Normally I agree with you on almost everything in this realm, since, well, it's your field of expertise.

But XE/Blackwater/whatever has plenty of support staff enabling operators overseas. Just because you don't carry an M4 while you cash your check from the organization doesn't mean you aren't helping them in their missions.

If you sell vulns and tools to spyware firms, you know exactly who the most likely high bidders are. It ain't the Bill and Melinda Gates Foundation.


Those people actually work for Blackwater. People who sell vulnerabilities by and large have only a vague idea of their customers. Many exploit developers would, for instance, draw a line between enablement of FVEY national SIGINT and shady spyware shops like NSO, and can rationalize that it's the good guys who are getting their bugs.

I'm not saying that makes it OK (I think the opposite thing, in fact, though I feel like I always need to add the disclaimer that the kinds of bugs that have commercial/operational relevance aren't the kind I develop). I'm saying that the dynamics are different than they are with Blackwater.


I think your mental model of how blackwater (and other contracting firms) works is off.

The vast majority of employees at these firms work for Aramark, or its equivalent.


If that's the case, I stand corrected, and they're actually pretty similar.


This kind of story in particular sure reads like digital mercenaries to me.
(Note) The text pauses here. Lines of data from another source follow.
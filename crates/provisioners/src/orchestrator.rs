//! The orchestrator: sequences the four provisioners into the deploy, list,
//! delete, and update workflows.
//!
//! The orchestrator holds no state between calls. Everything it reports is
//! read back from the providers at call time.

use std::path::{Path, PathBuf};
use std::sync::Arc;

use pipeline::{
    ConfigError, DeployConfig, DeploymentPackage, EnvVars, EventSource, Function, FunctionHost,
    FunctionName, GatewayHost, IdentityStore, ProvisionError, ResourceKind,
};
use tracing::{info, instrument};

use crate::bundle::BundleBuilder;
use crate::function::FunctionProvisioner;
use crate::gateway::{EndpointConvention, GatewayProvisioner};
use crate::identity::IdentityProvisioner;
use crate::subscription::SubscriptionProvisioner;

/// One adapter per external system.
#[derive(Clone)]
pub struct Providers {
    pub identity: Arc<dyn IdentityStore>,
    pub functions: Arc<dyn FunctionHost>,
    pub gateways: Arc<dyn GatewayHost>,
    pub events: Arc<dyn EventSource>,
}

impl Providers {
    /// Uses a single adapter that implements every port.
    pub fn uniform<P>(provider: Arc<P>) -> Self
    where
        P: IdentityStore + FunctionHost + GatewayHost + EventSource + 'static,
    {
        Self {
            identity: provider.clone(),
            functions: provider.clone(),
            gateways: provider.clone(),
            events: provider,
        }
    }

    /// Replaces the event-source adapter.
    pub fn with_events(mut self, events: Arc<dyn EventSource>) -> Self {
        self.events = events;
        self
    }
}

/// Inputs for [`Orchestrator::update`].
#[derive(Debug, Clone)]
pub struct UpdateRequest {
    pub name: FunctionName,
    pub handler: PathBuf,
    /// Variables overlaid on the function's current environment. `None`
    /// leaves the configuration untouched.
    pub environment: Option<EnvVars>,
}

pub struct Orchestrator {
    pub(crate) config: DeployConfig,
    pub(crate) identity: IdentityProvisioner,
    pub(crate) functions: FunctionProvisioner,
    pub(crate) gateways: GatewayProvisioner,
    pub(crate) subscriptions: SubscriptionProvisioner,
    pub(crate) bundler: BundleBuilder,
}

impl Orchestrator {
    /// Validates `config` and wires one provisioner per provider.
    pub fn new(
        config: DeployConfig,
        providers: Providers,
        bundler: BundleBuilder,
    ) -> Result<Self, ConfigError> {
        config.validate()?;

        let marker = config.marker.clone();
        Ok(Self {
            identity: IdentityProvisioner::new(providers.identity),
            functions: FunctionProvisioner::new(
                providers.functions,
                marker.clone(),
                config.readiness,
            ),
            gateways: GatewayProvisioner::new(
                providers.gateways,
                marker.clone(),
                EndpointConvention::new(config.region.clone()),
            ),
            subscriptions: SubscriptionProvisioner::new(providers.events, marker),
            bundler,
            config,
        })
    }

    /// Builds the deployment package on the blocking pool.
    pub(crate) async fn build_package(
        &self,
        handler: &Path,
    ) -> Result<DeploymentPackage, ProvisionError> {
        let bundler = self.bundler.clone();
        let handler = handler.to_path_buf();
        let package = tokio::task::spawn_blocking(move || bundler.build(&handler))
            .await
            .map_err(|e| ProvisionError::Package(format!("bundle task failed: {e}")))??;
        Ok(package)
    }

    /// Replaces the code of an existing function and, when `environment` is
    /// given, overlays it on the function's current environment.
    ///
    /// Only functions carrying this tool's marker can be updated; any other
    /// function of the same name is reported as missing.
    #[instrument(skip_all, fields(function = %request.name))]
    pub async fn update(&self, request: &UpdateRequest) -> Result<Function, ProvisionError> {
        let name = &request.name;
        let missing = || ProvisionError::NotFound {
            resource: ResourceKind::Function,
            id: name.to_string(),
            operation: "update function",
            source: None,
        };
        let existing = self
            .functions
            .get(name)
            .await?
            .filter(|f| self.functions.owns(f))
            .ok_or_else(missing)?;

        let package = self.build_package(&request.handler).await?;
        self.functions.update_code(name, &package).await?;
        self.functions.wait_until_active(name).await?;

        if let Some(overrides) = &request.environment {
            let mut environment = existing.environment;
            environment.extend(overrides.clone());
            self.functions.update_config(name, &environment).await?;
            self.functions.wait_until_active(name).await?;
        }

        let function = self.functions.get(name).await?.ok_or_else(missing)?;
        info!("Function updated");
        Ok(function)
    }
}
It's not quite the same as what Hacking Group does! But a shady corporation hired former NSA hackers and partnered closely with the UAE to the point that the hackers themselves get cold feet because they learn exactly what their consulting was being used for.
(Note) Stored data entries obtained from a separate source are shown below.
//! Function provisioner: create, update, inspect, delete and list the
//! compute function.

use std::sync::Arc;

use pipeline::{
    DeploymentPackage, EntryPoint, EnvVars, Function, FunctionArn, FunctionHost, FunctionName,
    FunctionSpec, LayerArn, Marker, Page, ProvisionError, ReadinessPolicy, RecordPredicate,
    ResourceKind, RoleArn, RuntimeTag,
};
use tracing::{debug, info, instrument};

/// Inputs for [`FunctionProvisioner::create`].
#[derive(Debug, Clone)]
pub struct NewFunction {
    pub name: FunctionName,
    pub entry_point: EntryPoint,
    pub role: RoleArn,
    pub runtime: RuntimeTag,
    pub package: DeploymentPackage,
    pub layers: Vec<LayerArn>,
    pub environment: EnvVars,
}

pub struct FunctionProvisioner {
    host: Arc<dyn FunctionHost>,
    marker: Marker,
    owned: RecordPredicate<Function>,
    readiness: ReadinessPolicy,
}

impl FunctionProvisioner {
    pub fn new(host: Arc<dyn FunctionHost>, marker: Marker, readiness: ReadinessPolicy) -> Self {
        let owned = marker.function_predicate();
        Self {
            host,
            marker,
            owned,
            readiness,
        }
    }

    /// Returns `true` if `function` carries this tool's marker.
    pub fn owns(&self, function: &Function) -> bool {
        (self.owned)(function)
    }

    /// Creates the function and waits until it is invokable.
    ///
    /// Does not upsert: an existing function of the same name is an
    /// [`ProvisionError::AlreadyExists`] error.
    #[instrument(skip_all, fields(function = %request.name))]
    pub async fn create(&self, request: NewFunction) -> Result<FunctionArn, ProvisionError> {
        let name = request.name.clone();
        let spec = FunctionSpec {
            name: request.name,
            entry_point: request.entry_point,
            role: request.role,
            runtime: request.runtime,
            package: request.package,
            layers: request.layers,
            environment: request.environment,
            description: self.marker.description(),
            tags: self.marker.tags(),
        };

        let arn = self
            .host
            .create_function(&spec)
            .await
            .map_err(|e| {
                ProvisionError::from_provider(ResourceKind::Function, &name, "create function", e)
            })?;
        debug!(%arn, "Function created, waiting for it to become active");

        self.wait_until_active(&name).await?;
        info!(%arn, "Function active");
        Ok(arn)
    }

    /// Blocks until the function is invokable, bounded by the readiness policy.
    pub async fn wait_until_active(&self, name: &FunctionName) -> Result<(), ProvisionError> {
        self.host
            .wait_until_active(name, &self.readiness)
            .await
            .map_err(|e| {
                ProvisionError::from_provider(ResourceKind::Function, name, "wait for function", e)
            })
    }

    #[instrument(skip(self, package), fields(function = %name, bytes = package.len()))]
    pub async fn update_code(
        &self,
        name: &FunctionName,
        package: &DeploymentPackage,
    ) -> Result<Function, ProvisionError> {
        let function = self
            .host
            .update_function_code(name, package)
            .await
            .map_err(|e| {
                ProvisionError::from_provider(ResourceKind::Function, name, "update function code", e)
            })?;
        info!("Function code updated");
        Ok(function)
    }

    #[instrument(skip(self, environment), fields(function = %name, variables = environment.len()))]
    pub async fn update_config(
        &self,
        name: &FunctionName,
        environment: &EnvVars,
    ) -> Result<Function, ProvisionError> {
        let function = self
            .host
            .update_function_configuration(name, environment)
            .await
            .map_err(|e| {
                ProvisionError::from_provider(
                    ResourceKind::Function,
                    name,
                    "update function configuration",
                    e,
                )
            })?;
        info!("Function configuration updated");
        Ok(function)
    }

    /// Fetches a function. A missing function is `Ok(None)`.
    pub async fn get(&self, name: &FunctionName) -> Result<Option<Function>, ProvisionError> {
        match self.host.get_function(name).await {
            Ok(function) => Ok(Some(function)),
            Err(e) if e.is_not_found() => Ok(None),
            Err(e) => Err(ProvisionError::from_provider(
                ResourceKind::Function,
                name,
                "get function",
                e,
            )),
        }
    }

    /// Deletes a function. A missing function is a [`ProvisionError::NotFound`] error.
    #[instrument(skip(self), fields(function = %name))]
    pub async fn delete(&self, name: &FunctionName) -> Result<(), ProvisionError> {
        self.host.delete_function(name).await.map_err(|e| {
            ProvisionError::from_provider(ResourceKind::Function, name, "delete function", e)
        })?;
        info!("Function deleted");
        Ok(())
    }

    /// Lists every function carrying this tool's marker, across all pages.
    pub async fn list(&self) -> Result<Vec<Function>, ProvisionError> {
        let mut owned = Vec::new();
        let mut cursor = None;
        loop {
            let Page { items, next } = self.host.list_functions(cursor).await.map_err(|e| {
                ProvisionError::from_provider(ResourceKind::Function, "*", "list functions", e)
            })?;
            owned.extend(items.into_iter().filter(|f| self.owns(f)));
            match next {
                Some(next) => cursor = Some(next),
                None => break,
            }
        }
        debug!(count = owned.len(), "Listed owned functions");
        Ok(owned)
    }
}

#[cfg(test)]
mod tests {
    use std::time::Duration;

    use pipeline::{FunctionState, IdentityStore, ProviderErrorKind, RoleName, TrustPolicy};
    use sandbox::{SandboxCloud, SandboxOp, SandboxOptions};

    use super::*;

    fn readiness() -> ReadinessPolicy {
        ReadinessPolicy {
            poll_interval: Duration::from_millis(10),
            timeout: Duration::from_secs(1),
        }
    }

    fn provisioner(cloud: &Arc<SandboxCloud>) -> FunctionProvisioner {
        FunctionProvisioner::new(cloud.clone(), Marker::default(), readiness())
    }

    async fn request(cloud: &SandboxCloud, name: &str) -> NewFunction {
        let role_name = RoleName::new("role").unwrap();
        let role = match cloud.get_role(&role_name).await {
            Ok(role) => role,
            Err(_) => cloud
                .create_role(&role_name, &TrustPolicy::function_execution(), "arn:policy")
                .await
                .unwrap(),
        };
        NewFunction {
            name: FunctionName::new(name).unwrap(),
            entry_point: EntryPoint::new("lambda_handler_rest.lambda_handler").unwrap(),
            role: role.arn,
            runtime: RuntimeTag::new("python3.11").unwrap(),
            package: DeploymentPackage::new(b"PK".to_vec()),
            layers: Vec::new(),
            environment: EnvVars::from([("API_KEY".to_owned(), "sk_test".to_owned())]),
        }
    }

    /// Seeds a function some other tool created.
    async fn seed_foreign(cloud: &SandboxCloud, name: &str) {
        let provisioner = FunctionProvisioner::new(
            Arc::new(cloud.clone()),
            Marker::new("other-tool", "yes"),
            readiness(),
        );
        provisioner.create(request(cloud, name).await).await.unwrap();
    }

    #[tokio::test(start_paused = true)]
    async fn create_returns_only_once_active() {
        let cloud = Arc::new(SandboxCloud::new(SandboxOptions {
            activation_reads: 5,
            ..SandboxOptions::default()
        }));
        let provisioner = provisioner(&cloud);

        provisioner.create(request(&cloud, "demo").await).await.unwrap();

        let function = provisioner
            .get(&FunctionName::new("demo").unwrap())
            .await
            .unwrap()
            .unwrap();
        assert_eq!(function.state, FunctionState::Active);
        assert_eq!(function.description, Marker::default().description());
        assert!(cloud.calls(SandboxOp::GetFunction) >= 6);
    }

    #[tokio::test]
    async fn create_does_not_upsert() {
        let cloud = Arc::new(SandboxCloud::default());
        let provisioner = provisioner(&cloud);
        provisioner.create(request(&cloud, "demo").await).await.unwrap();

        let err = provisioner
            .create(request(&cloud, "demo").await)
            .await
            .unwrap_err();
        assert!(err.is_already_exists());
    }

    #[tokio::test]
    async fn permission_errors_on_create_are_fatal() {
        let cloud = Arc::new(SandboxCloud::default());
        cloud.inject_fault(SandboxOp::CreateFunction, ProviderErrorKind::AccessDenied);
        let provisioner = provisioner(&cloud);

        let err = provisioner
            .create(request(&cloud, "demo").await)
            .await
            .unwrap_err();
        assert!(matches!(err, ProvisionError::Provider { .. }));
        assert!(err.to_string().contains("demo"));
    }

    #[tokio::test]
    async fn missing_function_is_absent_not_an_error() {
        let cloud = Arc::new(SandboxCloud::default());
        let provisioner = provisioner(&cloud);
        let found = provisioner
            .get(&FunctionName::new("ghost").unwrap())
            .await
            .unwrap();
        assert!(found.is_none());
    }

    #[tokio::test]
    async fn updates_fail_for_missing_functions() {
        let cloud = Arc::new(SandboxCloud::default());
        let provisioner = provisioner(&cloud);
        let name = FunctionName::new("ghost").unwrap();

        let err = provisioner
            .update_code(&name, &DeploymentPackage::new(vec![1]))
            .await
            .unwrap_err();
        assert!(err.is_not_found());
        let err = provisioner
            .update_config(&name, &EnvVars::new())
            .await
            .unwrap_err();
        assert!(err.is_not_found());
    }

    #[tokio::test]
    async fn update_config_replaces_the_environment() {
        let cloud = Arc::new(SandboxCloud::default());
        let provisioner = provisioner(&cloud);
        provisioner.create(request(&cloud, "demo").await).await.unwrap();

        let env = EnvVars::from([("MODE".to_owned(), "live".to_owned())]);
        let function = provisioner
            .update_config(&FunctionName::new("demo").unwrap(), &env)
            .await
            .unwrap();
        assert_eq!(function.environment, env);
    }

    #[tokio::test]
    async fn delete_surfaces_not_found() {
        let cloud = Arc::new(SandboxCloud::default());
        let provisioner = provisioner(&cloud);
        let err = provisioner
            .delete(&FunctionName::new("ghost").unwrap())
            .await
            .unwrap_err();
        assert!(err.is_not_found());
    }

    #[tokio::test]
    async fn list_returns_exactly_the_marked_functions_across_pages() {
        let orders: [&[&str]; 3] = [
            &["mine-a", "theirs-a", "mine-b", "theirs-b", "mine-c"],
            &["theirs-a", "theirs-b", "mine-c", "mine-b", "mine-a"],
            &["mine-c", "theirs-b", "mine-a", "theirs-a", "mine-b"],
        ];
        for order in orders {
            let cloud = Arc::new(SandboxCloud::new(SandboxOptions {
                page_size: 2,
                ..SandboxOptions::default()
            }));
            let provisioner = provisioner(&cloud);
            for name in order {
                if name.starts_with("mine") {
                    provisioner.create(request(&cloud, name).await).await.unwrap();
                } else {
                    seed_foreign(&cloud, name).await;
                }
            }

            let listed = provisioner.list().await.unwrap();
            let mut names: Vec<_> = listed.iter().map(|f| f.name.to_string()).collect();
            names.sort();
            assert_eq!(names, ["mine-a", "mine-b", "mine-c"], "order {order:?}");
        }
    }

    #[tokio::test]
    async fn list_failure_mid_pagination_is_an_error_not_a_partial_result() {
        let cloud = Arc::new(SandboxCloud::new(SandboxOptions {
            page_size: 1,
            ..SandboxOptions::default()
        }));
        let provisioner = provisioner(&cloud);
        provisioner.create(request(&cloud, "a").await).await.unwrap();
        provisioner.create(request(&cloud, "b").await).await.unwrap();

        // First page succeeds, second page fails.
        let host = Arc::new(FailSecondPage {
            inner: cloud.clone(),
            pages: std::sync::atomic::AtomicUsize::new(0),
        });
        let provisioner = FunctionProvisioner::new(host, Marker::default(), readiness());
        assert!(provisioner.list().await.is_err());
    }

    /// Delegates to the sandbox but fails the second list page.
    struct FailSecondPage {
        inner: Arc<SandboxCloud>,
        pages: std::sync::atomic::AtomicUsize,
    }

    #[async_trait::async_trait]
    impl FunctionHost for FailSecondPage {
        async fn create_function(
            &self,
            spec: &FunctionSpec,
        ) -> Result<FunctionArn, pipeline::ProviderError> {
            self.inner.create_function(spec).await
        }

        async fn update_function_code(
            &self,
            name: &FunctionName,
            package: &DeploymentPackage,
        ) -> Result<Function, pipeline::ProviderError> {
            self.inner.update_function_code(name, package).await
        }

        async fn update_function_configuration(
            &self,
            name: &FunctionName,
            environment: &EnvVars,
        ) -> Result<Function, pipeline::ProviderError> {
            self.inner.update_function_configuration(name, environment).await
        }

        async fn get_function(&self, name: &FunctionName) -> Result<Function, pipeline::ProviderError> {
            self.inner.get_function(name).await
        }

        async fn delete_function(&self, name: &FunctionName) -> Result<(), pipeline::ProviderError> {
            self.inner.delete_function(name).await
        }

        async fn list_functions(
            &self,
            cursor: Option<String>,
        ) -> Result<Page<Function>, pipeline::ProviderError> {
            let page = self
                .pages
                .fetch_add(1, std::sync::atomic::Ordering::SeqCst);
            if page == 1 {
                return Err(pipeline::ProviderError::new(
                    ProviderErrorKind::Unavailable,
                    "ListFunctions",
                    "connection reset",
                ));
            }
            self.inner.list_functions(cursor).await
        }
    }
}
I don't know enough about Hacking Group to know how closely they work with the people they sell to.

https://www.reuters.com/investigates/special-report/usa-spyi...


It wouldn't even matter if Huawei doesn’t and has never used their position in infrastructure to conduct spying or surveillance. The very fact that they’re entirely reliant on the Chinese government makes them (and any of their employees on an individual level) vulnerable to Chinese policy needs, now or in the future.


I don't quite understand the Huawei analogy. NSO isn't partnering with Israeli companies to preinstall malware on their stuff. So I don't see how this is an indication that a Chinese version of NSO will partner with Huawei to preinstall malware on Huawei stuff. If NSO can hack American software, then Chinese NSO can hack American software too.


The Israeli military-industrial ELINT industry and C4I people sell stuff to all sorts of authoritarian regimes. Even the ones that the US and UK won't touch.


Based on the Phalcon affair I don't think Israel exports to anyone the US didn't want them to have it, the last time they tried it basically toppled an Israeli government.


Why should a RAN have Internet connection?


IIRC FinFisher was founded by the same guy who created Backtrack (now Kali Linux)?